*What the exercise asks:*
Copy, from the entries below, each line in which the string "uploaded" appears.

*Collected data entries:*
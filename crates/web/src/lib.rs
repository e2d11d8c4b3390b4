//! Civic Pulse web application library.
//!
//! The binary in `main.rs` wires configuration, logging and the chosen
//! backend into [`app`]; integration tests call [`app`] directly with
//! in-memory stores.

#![cfg_attr(not(test), forbid(unsafe_code))]

pub mod config;
pub mod db;
pub mod error;
pub mod filters;
pub mod middleware;
pub mod models;
pub mod routes;
pub mod services;
pub mod state;

use std::path::Path;

use axum::extract::State;
use axum::http::StatusCode;
use axum::{Router, middleware::from_fn, routing::get};
use tower_http::services::ServeDir;
use tower_sessions::{SessionManagerLayer, SessionStore};

use crate::middleware::rate_limit::RateLimiterLayer;
use crate::services::storage::UPLOADS_URL_PREFIX;
use crate::state::AppState;

/// Directory holding `css/` and `js/`.
pub const STATIC_DIR: &str = concat!(env!("CARGO_MANIFEST_DIR"), "/static");

/// Build the full application router.
///
/// `limiter` guards the sign-in and sign-up POSTs; it needs the peer address
/// (or a proxy header) on every request, so in-process callers pass `None`.
pub fn app<S>(
    state: AppState,
    session_layer: SessionManagerLayer<S>,
    limiter: Option<RateLimiterLayer>,
) -> Router
where
    S: SessionStore + Clone,
{
    let uploads = ServeDir::new(Path::new(&state.config().upload_dir));

    Router::new()
        .route("/health", get(health))
        .route("/health/ready", get(readiness))
        .merge(routes::routes(limiter))
        .nest_service("/static", ServeDir::new(STATIC_DIR))
        .nest_service(UPLOADS_URL_PREFIX, uploads)
        .layer(session_layer)
        .layer(from_fn(middleware::security_headers_middleware))
        .layer(from_fn(middleware::request_id_middleware))
        .with_state(state)
}

/// Liveness health check endpoint.
async fn health() -> &'static str {
    "ok"
}

/// Readiness health check endpoint.
///
/// Pings the database when there is one; the memory backend is always ready.
async fn readiness(State(state): State<AppState>) -> StatusCode {
    let Some(pool) = state.pool() else {
        return StatusCode::OK;
    };
    match sqlx::query("SELECT 1").fetch_one(pool).await {
        Ok(_) => StatusCode::OK,
        Err(e) => {
            tracing::warn!(error = %e, "Readiness check failed");
            StatusCode::SERVICE_UNAVAILABLE
        }
    }
}
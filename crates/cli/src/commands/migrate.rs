//! Database migration command.
//!
//! Applies `crates/web/migrations/` (schema `civic`) and then creates the
//! session table used by `tower-sessions-sqlx-store`.

use tower_sessions_sqlx_store::PostgresStore;

use super::{CliError, connect};

/// Run all migrations.
///
/// # Errors
///
/// Returns `CliError` if the database is unreachable or a migration fails.
pub async fn run() -> Result<(), CliError> {
    let pool = connect().await?;

    tracing::info!("Running schema migrations...");
    sqlx::migrate!("../web/migrations").run(&pool).await?;

    tracing::info!("Running session store migration...");
    PostgresStore::new(pool)
        .migrate()
        .await
        .map_err(|e| CliError::SessionStore(e.to_string()))?;

    tracing::info!("Migrations complete!");
    Ok(())
}
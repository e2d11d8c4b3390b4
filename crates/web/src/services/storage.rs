//! Object storage for uploaded issue photos.
//!
//! Objects are addressed by a relative path such as `issues/<uuid>.jpg` and
//! exposed to browsers through [`ObjectStorage::public_url`].

use std::collections::HashMap;
use std::path::{Component, Path, PathBuf};
use std::sync::atomic::{AtomicBool, Ordering};

use async_trait::async_trait;
use thiserror::Error;
use tokio::fs;
use tokio::sync::RwLock;

/// URL prefix under which the local backend's files are served.
pub const UPLOADS_URL_PREFIX: &str = "/uploads";

#[derive(Debug, Error)]
pub enum StorageError {
    #[error("invalid object path: {0}")]
    InvalidPath(String),

    #[error("storage I/O error: {0}")]
    Io(#[from] std::io::Error),

    #[error("storage unavailable: {0}")]
    Unavailable(String),
}

/// Storage backend for uploaded files.
#[async_trait]
pub trait ObjectStorage: Send + Sync {
    /// Store `data` at `path`, replacing anything already there.
    async fn upload(&self, path: &str, data: &[u8], content_type: &str) -> Result<(), StorageError>;

    /// Browser-reachable URL of the object at `path`.
    fn public_url(&self, path: &str) -> String;
}

/// Reject absolute paths and any `..` or `.` segment.
fn validate_object_path(path: &str) -> Result<&Path, StorageError> {
    let candidate = Path::new(path);
    let is_clean = !path.is_empty()
        && candidate
            .components()
            .all(|c| matches!(c, Component::Normal(_)));
    if is_clean {
        Ok(candidate)
    } else {
        Err(StorageError::InvalidPath(path.to_owned()))
    }
}

/// Files under a directory on local disk, served at [`UPLOADS_URL_PREFIX`].
#[derive(Debug, Clone)]
pub struct LocalObjectStorage {
    root: PathBuf,
}

impl LocalObjectStorage {
    #[must_use]
    pub fn new(root: impl Into<PathBuf>) -> Self {
        Self { root: root.into() }
    }

    #[must_use]
    pub fn root(&self) -> &Path {
        &self.root
    }
}

#[async_trait]
impl ObjectStorage for LocalObjectStorage {
    async fn upload(&self, path: &str, data: &[u8], content_type: &str) -> Result<(), StorageError> {
        let target = self.root.join(validate_object_path(path)?);

        if let Some(parent) = target.parent() {
            fs::create_dir_all(parent).await?;
        }
        fs::write(&target, data).await?;

        tracing::debug!(path, content_type, bytes = data.len(), "Stored upload");
        Ok(())
    }

    fn public_url(&self, path: &str) -> String {
        format!("{UPLOADS_URL_PREFIX}/{path}")
    }
}

/// A stored object, as kept by [`MemoryObjectStorage`].
#[derive(Debug, Clone, PartialEq, Eq)]
pub struct StoredObject {
    pub data: Vec<u8>,
    pub content_type: String,
}

/// Process-local storage used by tests and the memory backend.
#[derive(Default)]
pub struct MemoryObjectStorage {
    objects: RwLock<HashMap<String, StoredObject>>,
    fail_uploads: AtomicBool,
}

impl MemoryObjectStorage {
    #[must_use]
    pub fn new() -> Self {
        Self::default()
    }

    /// Make every subsequent upload fail.
    pub fn fail_uploads(&self, fail: bool) {
        self.fail_uploads.store(fail, Ordering::SeqCst);
    }

    pub async fn get(&self, path: &str) -> Option<StoredObject> {
        self.objects.read().await.get(path).cloned()
    }

    pub async fn len(&self) -> usize {
        self.objects.read().await.len()
    }

    pub async fn is_empty(&self) -> bool {
        self.objects.read().await.is_empty()
    }
}

#[async_trait]
impl ObjectStorage for MemoryObjectStorage {
    async fn upload(&self, path: &str, data: &[u8], content_type: &str) -> Result<(), StorageError> {
        validate_object_path(path)?;
        if self.fail_uploads.load(Ordering::SeqCst) {
            return Err(StorageError::Unavailable("upload rejected".to_owned()));
        }
        self.objects.write().await.insert(
            path.to_owned(),
            StoredObject {
                data: data.to_vec(),
                content_type: content_type.to_owned(),
            },
        );
        Ok(())
    }

    fn public_url(&self, path: &str) -> String {
        format!("{UPLOADS_URL_PREFIX}/{path}")
    }
}

#[cfg(test)]
#[allow(clippy::unwrap_used)]
mod tests {
    use super::*;

    #[test]
    fn test_validate_object_path() {
        assert!(validate_object_path("issues/a.jpg").is_ok());
        assert!(validate_object_path("").is_err());
        assert!(validate_object_path("../etc/passwd").is_err());
        assert!(validate_object_path("/abs/path.png").is_err());
        assert!(validate_object_path("issues/./a.png").is_ok());
    }

    #[tokio::test]
    async fn test_local_upload_writes_file() {
        let dir = tempfile::tempdir().unwrap();
        let storage = LocalObjectStorage::new(dir.path());

        storage
            .upload("issues/photo.png", b"png-bytes", "image/png")
            .await
            .unwrap();

        let written = std::fs::read(dir.path().join("issues/photo.png")).unwrap();
        assert_eq!(written, b"png-bytes");
        assert_eq!(storage.public_url("issues/photo.png"), "/uploads/issues/photo.png");
    }

    #[tokio::test]
    async fn test_local_upload_rejects_traversal() {
        let dir = tempfile::tempdir().unwrap();
        let storage = LocalObjectStorage::new(dir.path());
        let err = storage.upload("../escape.png", b"x", "image/png").await;
        assert!(matches!(err, Err(StorageError::InvalidPath(_))));
    }

    #[tokio::test]
    async fn test_memory_storage_can_fail() {
        let storage = MemoryObjectStorage::new();
        storage.upload("issues/a.gif", b"gif", "image/gif").await.unwrap();
        assert_eq!(storage.len().await, 1);

        storage.fail_uploads(true);
        assert!(storage.upload("issues/b.gif", b"gif", "image/gif").await.is_err());
        assert_eq!(storage.get("issues/a.gif").await.unwrap().content_type, "image/gif");
    }
}
//! Route handlers

pub mod error;
pub mod greeting;
pub mod health;
pub mod metrics;
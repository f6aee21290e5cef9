//! Greeting endpoint

/// Fixed greeting returned at the root route.
pub const GREETING: &str = "Hello from Omar Alaswar, this is Pikade task 👋 — running on Rust!";

/// GET / - Return the fixed greeting text
pub async fn get() -> &'static str {
    GREETING
}
//! Application error handling

use axum::{
    http::StatusCode,
    response::{IntoResponse, Response},
};
use pikade_core::MetricsError;

/// Application error type
#[derive(Debug)]
pub enum AppError {
    Internal(String),
}

impl IntoResponse for AppError {
    fn into_response(self) -> Response {
        let AppError::Internal(msg) = self;
        tracing::error!(error = %msg, "Request failed");
        (StatusCode::INTERNAL_SERVER_ERROR, msg).into_response()
    }
}

impl From<MetricsError> for AppError {
    fn from(err: MetricsError) -> Self {
        AppError::Internal(format!("Metrics encoding error: {}", err))
    }
}
use thiserror::Error;

/// Metrics registry error types
#[derive(Debug, Error)]
pub enum MetricsError {
    #[error("Metric registration failed: {0}")]
    Registration(#[source] prometheus::Error),

    #[error("Metric encoding failed: {0}")]
    Encoding(#[source] prometheus::Error),

    #[error("Encoded metrics are not valid UTF-8: {0}")]
    Utf8(#[from] std::string::FromUtf8Error),
}
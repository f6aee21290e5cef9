//! Request counter registry with Prometheus text exposition.

use prometheus::{Encoder, IntCounter, Registry, TextEncoder};

use crate::error::MetricsError;

/// Content type of the Prometheus text exposition format (version 0.0.4).
pub const EXPOSITION_CONTENT_TYPE: &str = "text/plain; version=0.0.4; charset=utf-8";

const COUNTER_NAME: &str = "http_requests_total";
const COUNTER_HELP: &str = "Total number of HTTP requests received";

/// Registry holding the process-wide request counter.
///
/// Clones share the same underlying counter, so one instance can be
/// handed to the middleware layer and another to the `/metrics` handler.
/// The counter increments atomically; concurrent requests never lose
/// updates.
#[derive(Clone)]
pub struct RequestMetrics {
    registry: Registry,
    requests_total: IntCounter,
}

impl RequestMetrics {
    /// Create a fresh registry with `http_requests_total` at zero.
    ///
    /// Registration can only fail on a duplicate metric name, which a
    /// fresh registry rules out, but the error is surfaced rather than
    /// swallowed.
    pub fn new() -> Result<Self, MetricsError> {
        let registry = Registry::new();

        let requests_total =
            IntCounter::new(COUNTER_NAME, COUNTER_HELP).map_err(MetricsError::Registration)?;
        registry
            .register(Box::new(requests_total.clone()))
            .map_err(MetricsError::Registration)?;

        Ok(Self {
            registry,
            requests_total,
        })
    }

    /// Count one inbound request. Infallible, side effect only.
    pub fn increment(&self) {
        self.requests_total.inc();
    }

    /// Current counter value.
    pub fn value(&self) -> u64 {
        self.requests_total.get()
    }

    /// Render the registry in the Prometheus text exposition format:
    ///
    /// ```text
    /// # HELP http_requests_total Total number of HTTP requests received
    /// # TYPE http_requests_total counter
    /// http_requests_total <value>
    /// ```
    pub fn encode(&self) -> Result<String, MetricsError> {
        let mut buffer = Vec::new();
        TextEncoder::new()
            .encode(&self.registry.gather(), &mut buffer)
            .map_err(MetricsError::Encoding)?;
        Ok(String::from_utf8(buffer)?)
    }
}
//! Request counting middleware
//!
//! Increments `http_requests_total` for every inbound request before
//! route dispatch, regardless of path or outcome. The `/metrics` scrape
//! itself is counted too.

use axum::{
    extract::{Request, State},
    middleware::Next,
    response::Response,
};

use pikade_core::RequestMetrics;

/// Middleware that counts the request and unconditionally continues to
/// the next stage. It never short-circuits.
pub async fn count_requests(
    State(metrics): State<RequestMetrics>,
    request: Request,
    next: Next,
) -> Response {
    metrics.increment();
    next.run(request).await
}
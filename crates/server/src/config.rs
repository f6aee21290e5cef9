//! Server configuration

use thiserror::Error;

/// Default TCP port when `PORT` is unset.
pub const DEFAULT_PORT: u16 = 8080;

/// Server configuration loaded from environment variables
pub struct Config {
    pub port: u16,
}

/// Configuration error types
#[derive(Debug, Error)]
pub enum ConfigError {
    #[error("PORT is not a valid TCP port: {0:?}")]
    InvalidPort(String),
}

impl Config {
    /// Load configuration from environment variables.
    ///
    /// `PORT` is optional and defaults to 8080; a value that is set but
    /// not a valid port number is a fatal configuration error.
    pub fn from_env() -> Result<Self, ConfigError> {
        let port = match std::env::var("PORT") {
            Ok(raw) => raw.parse().map_err(|_| ConfigError::InvalidPort(raw))?,
            Err(_) => DEFAULT_PORT,
        };
        Ok(Self { port })
    }
}
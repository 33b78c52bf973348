//! MCP tool implementations.
//!
//! Provides tool handlers for the Model Context Protocol.
//!
//! # Module Structure
//!
//! - [`definitions`]: Tool schema definitions (JSON Schema for input validation)
//! - [`handlers`]: Tool execution logic (argument extraction + client calls)

mod definitions;
mod handlers;

use crate::trello::TrelloClient;
use crate::{Error, Result};
use serde::{Deserialize, Serialize};
use serde_json::Value;
use std::collections::HashMap;
use std::sync::Arc;

/// Registry of MCP tools.
///
/// Holds the static tool table and the injected Trello client that the
/// handlers execute against. The client is constructed once at startup
/// and shared read-only between calls.
pub struct ToolRegistry {
    /// Available tools.
    tools: HashMap<String, ToolDefinition>,
    /// Trello API client shared by all handlers.
    client: Arc<TrelloClient>,
}

impl ToolRegistry {
    /// Creates a new tool registry with all Trello tools.
    #[must_use]
    pub fn new(client: Arc<TrelloClient>) -> Self {
        let mut tools = HashMap::new();

        tools.insert(
            "trello_list_boards".to_string(),
            definitions::list_boards_tool(),
        );
        tools.insert(
            "trello_list_cards".to_string(),
            definitions::list_cards_tool(),
        );
        tools.insert("trello_get_card".to_string(), definitions::get_card_tool());
        tools.insert(
            "trello_update_card".to_string(),
            definitions::update_card_tool(),
        );
        tools.insert(
            "trello_add_comment".to_string(),
            definitions::add_comment_tool(),
        );
        tools.insert(
            "trello_create_card".to_string(),
            definitions::create_card_tool(),
        );
        tools.insert(
            "trello_get_board_lists".to_string(),
            definitions::get_board_lists_tool(),
        );
        tools.insert(
            "trello_get_board_labels".to_string(),
            definitions::get_board_labels_tool(),
        );
        tools.insert(
            "trello_get_cards_by_label".to_string(),
            definitions::get_cards_by_label_tool(),
        );
        tools.insert(
            "trello_watch_label".to_string(),
            definitions::watch_label_tool(),
        );

        Self { tools, client }
    }

    /// Returns all tool definitions.
    #[must_use]
    pub fn list_tools(&self) -> Vec<&ToolDefinition> {
        self.tools.values().collect()
    }

    /// Gets a tool definition by name.
    #[must_use]
    pub fn get_tool(&self, name: &str) -> Option<&ToolDefinition> {
        self.tools.get(name)
    }

    /// Executes a tool with the given arguments.
    ///
    /// # Errors
    ///
    /// Returns an error if the tool name is unknown, the arguments are
    /// malformed, or the upstream call fails.
    pub fn execute(&self, name: &str, arguments: &Value) -> Result<ToolResult> {
        match name {
            "trello_list_boards" => handlers::execute_list_boards(&self.client, arguments),
            "trello_list_cards" => handlers::execute_list_cards(&self.client, arguments),
            "trello_get_card" => handlers::execute_get_card(&self.client, arguments),
            "trello_update_card" => handlers::execute_update_card(&self.client, arguments),
            "trello_add_comment" => handlers::execute_add_comment(&self.client, arguments),
            "trello_create_card" => handlers::execute_create_card(&self.client, arguments),
            "trello_get_board_lists" => handlers::execute_get_board_lists(&self.client, arguments),
            "trello_get_board_labels" => {
                handlers::execute_get_board_labels(&self.client, arguments)
            },
            "trello_get_cards_by_label" => {
                handlers::execute_get_cards_by_label(&self.client, arguments)
            },
            "trello_watch_label" => handlers::execute_watch_label(&self.client, arguments),
            _ => Err(Error::InvalidInput(format!("Unknown tool: {name}"))),
        }
    }
}

/// Definition of an MCP tool.
#[derive(Debug, Clone, Serialize, Deserialize)]
pub struct ToolDefinition {
    /// Tool name.
    pub name: String,
    /// Tool description.
    pub description: String,
    /// JSON Schema for input validation.
    pub input_schema: Value,
}

/// Result of a tool execution.
#[derive(Debug, Clone, Serialize, Deserialize)]
pub struct ToolResult {
    /// Content returned by the tool.
    pub content: Vec<ToolContent>,
    /// Whether the result represents an error.
    #[serde(default)]
    pub is_error: bool,
}

impl ToolResult {
    /// Creates a successful text result.
    #[must_use]
    pub fn text(text: impl Into<String>) -> Self {
        Self {
            content: vec![ToolContent::Text { text: text.into() }],
            is_error: false,
        }
    }
}

/// Content types that can be returned by tools.
#[derive(Debug, Clone, Serialize, Deserialize)]
#[serde(tag = "type", rename_all = "lowercase")]
pub enum ToolContent {
    /// Text content.
    Text {
        /// The text content.
        text: String,
    },
}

*Answer section:*
//! Object storage for uploaded issue photos.
/// Storage backend for uploaded files.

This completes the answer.